What you return must match the records character for character.

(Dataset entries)

---+---

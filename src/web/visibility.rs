use std::cell::RefCell;
use std::rc::{Rc, Weak};

use rustc_hash::FxHashMap;
use wasm_bindgen::prelude::*;
use wasm_bindgen::JsCast;
use web_sys::{
    Element, IntersectionObserver, IntersectionObserverEntry,
    IntersectionObserverInit,
};

use crate::registry::{InstanceId, ResourceRegistry, VisibilityTracker};

/// Fraction of an element that must be on screen to count as visible.
const VISIBLE_THRESHOLD: f64 = 0.1;

/// Attribute carrying the instance id on observed elements.
pub const INSTANCE_ATTRIBUTE: &str = "data-shader-id";

#[derive(Default)]
struct TrackerState {
    observer: Option<IntersectionObserver>,
    /// Ids the registry holds, with their element once attached.
    watched: FxHashMap<InstanceId, Option<Element>>,
}

/// `IntersectionObserver`-backed [`VisibilityTracker`].
///
/// The registry announces ids; the page side attaches elements to them.
/// An element is observed once both halves are known. Clones share state,
/// so one clone is installed in the registry and another kept for
/// [`attach`](Self::attach).
#[derive(Clone)]
pub struct IntersectionTracker {
    state: Rc<RefCell<TrackerState>>,
    _callback: Rc<Closure<dyn FnMut(js_sys::Array)>>,
}

impl IntersectionTracker {
    /// Tracker that refreshes `registry` when observed elements scroll
    /// into view.
    pub fn new(registry: Weak<RefCell<ResourceRegistry>>) -> Self {
        let callback =
            Closure::<dyn FnMut(js_sys::Array)>::new(move |entries: js_sys::Array| {
                let Some(registry) = registry.upgrade() else {
                    return;
                };
                let Ok(mut registry) = registry.try_borrow_mut() else {
                    return;
                };
                for entry in entries.iter() {
                    let Ok(entry) = entry.dyn_into::<IntersectionObserverEntry>()
                    else {
                        continue;
                    };
                    if !entry.is_intersecting() {
                        continue;
                    }
                    if let Some(id) = entry.target().get_attribute(INSTANCE_ATTRIBUTE) {
                        registry.update_visibility(&InstanceId::new(id));
                    }
                }
            });

        let init = IntersectionObserverInit::new();
        init.set_threshold(&JsValue::from_f64(VISIBLE_THRESHOLD));
        let observer = IntersectionObserver::new_with_options(
            callback.as_ref().unchecked_ref(),
            &init,
        )
        .map_err(|e| log::warn!("IntersectionObserver unavailable: {e:?}"))
        .ok();

        Self {
            state: Rc::new(RefCell::new(TrackerState {
                observer,
                watched: FxHashMap::default(),
            })),
            _callback: Rc::new(callback),
        }
    }

    /// Associate `element` with `id` and start observing it if the
    /// registry still holds `id`.
    pub fn attach(&self, id: &InstanceId, element: &Element) {
        let _ = element.set_attribute(INSTANCE_ATTRIBUTE, id.as_str());
        let mut state = self.state.borrow_mut();
        let TrackerState { observer, watched } = &mut *state;
        let Some(slot) = watched.get_mut(id) else {
            return;
        };
        *slot = Some(element.clone());
        if let Some(observer) = observer {
            observer.observe(element);
        }
    }
}

impl VisibilityTracker for IntersectionTracker {
    fn observe(&mut self, id: &InstanceId) {
        let _ = self
            .state
            .borrow_mut()
            .watched
            .entry(id.clone())
            .or_insert(None);
    }

    fn unobserve(&mut self, id: &InstanceId) {
        let mut state = self.state.borrow_mut();
        let Some(Some(element)) = state.watched.remove(id) else {
            return;
        };
        if let Some(observer) = &state.observer {
            observer.unobserve(&element);
        }
        let _ = element.remove_attribute(INSTANCE_ATTRIBUTE);
    }

    fn disconnect(&mut self) {
        let mut state = self.state.borrow_mut();
        state.watched.clear();
        if let Some(observer) = &state.observer {
            observer.disconnect();
        }
    }
}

---+---

### Written answer
filename src/web/visibility.rs
use std::cell::RefCell;
use std::rc::{Rc, Weak};

use rustc_hash::FxHashMap;
use wasm_bindgen::prelude::*;
use wasm_bindgen::JsCast;
use web_sys::{
    Element, IntersectionObserver, IntersectionObserverEntry,
    IntersectionObserverInit,
};

use crate::registry::{InstanceId, ResourceRegistry, VisibilityTracker};

/// Fraction of an element that must be on screen to count as visible.
const VISIBLE_THRESHOLD: f64 = 0.1;

/// Attribute carrying the instance id on observed elements.
pub const INSTANCE_ATTRIBUTE: &str = "data-shader-id";

#[derive(Default)]
struct TrackerState {
    observer: Option<IntersectionObserver>,
    /// Ids the registry holds, with their element once attached.
    watched: FxHashMap<InstanceId, Option<Element>>,
}

/// `IntersectionObserver`-backed [`VisibilityTracker`].
///
/// The registry announces ids; the page side attaches elements to them.
/// An element is observed once both halves are known. Clones share state,
/// so one clone is installed in the registry and another kept for
/// [`attach`](Self::attach).
#[derive(Clone)]
pub struct IntersectionTracker {
    state: Rc<RefCell<TrackerState>>,
    _callback: Rc<Closure<dyn FnMut(js_sys::Array)>>,
}

impl IntersectionTracker {
    /// Tracker that refreshes `registry` when observed elements scroll
    /// into view.
    pub fn new(registry: Weak<RefCell<ResourceRegistry>>) -> Self {
        let callback =
            Closure::<dyn FnMut(js_sys::Array)>::new(move |entries: js_sys::Array| {
                let Some(registry) = registry.upgrade() else {
                    return;
                };
                let Ok(mut registry) = registry.try_borrow_mut() else {
                    return;
                };
                for entry in entries.iter() {
                    let Ok(entry) = entry.dyn_into::<IntersectionObserverEntry>()
                    else {
                        continue;
                    };
                    if !entry.is_intersecting() {
                        continue;
                    }
                    if let Some(id) = entry.target().get_attribute(INSTANCE_ATTRIBUTE) {
                        registry.update_visibility(&InstanceId::new(id));
                    }
                }
            });

        let init = IntersectionObserverInit::new();
        init.set_threshold(&JsValue::from_f64(VISIBLE_THRESHOLD));
        let observer = IntersectionObserver::new_with_options(
            callback.as_ref().unchecked_ref(),
            &init,
        )
        .map_err(|e| log::warn!("IntersectionObserver unavailable: {e:?}"))
        .ok();

        Self {
            state: Rc::new(RefCell::new(TrackerState {
                observer,
                watched: FxHashMap::default(),
            })),
            _callback: Rc::new(callback),
        }
    }

    /// Associate `element` with `id` and start observing it if the
    /// registry still holds `id`.
    pub fn attach(&self, id: &InstanceId, element: &Element) {
        let _ = element.set_attribute(INSTANCE_ATTRIBUTE, id.as_str());
        let mut state = self.state.borrow_mut();
        let TrackerState { observer, watched } = &mut *state;
        let Some(slot) = watched.get_mut(id) else {
            return;
        };
        *slot = Some(element.clone());
        if let Some(observer) = observer {
            observer.observe(element);
        }
    }
}

impl VisibilityTracker for IntersectionTracker {
    fn observe(&mut self, id: &InstanceId) {
        let _ = self
            .state
            .borrow_mut()
            .watched
            .entry(id.clone())
            .or_insert(None);
    }

    fn unobserve(&mut self, id: &InstanceId) {
        let mut state = self.state.borrow_mut();
        let Some(Some(element)) = state.watched.remove(id) else {
            return;
        };
        if let Some(observer) = &state.observer {
            observer.unobserve(&element);
        }
        let _ = element.remove_attribute(INSTANCE_ATTRIBUTE);
    }

    fn disconnect(&mut self) {
        let mut state = self.state.borrow_mut();
        state.watched.clear();
        if let Some(observer) = &state.observer {
            observer.disconnect();
        }
    }
}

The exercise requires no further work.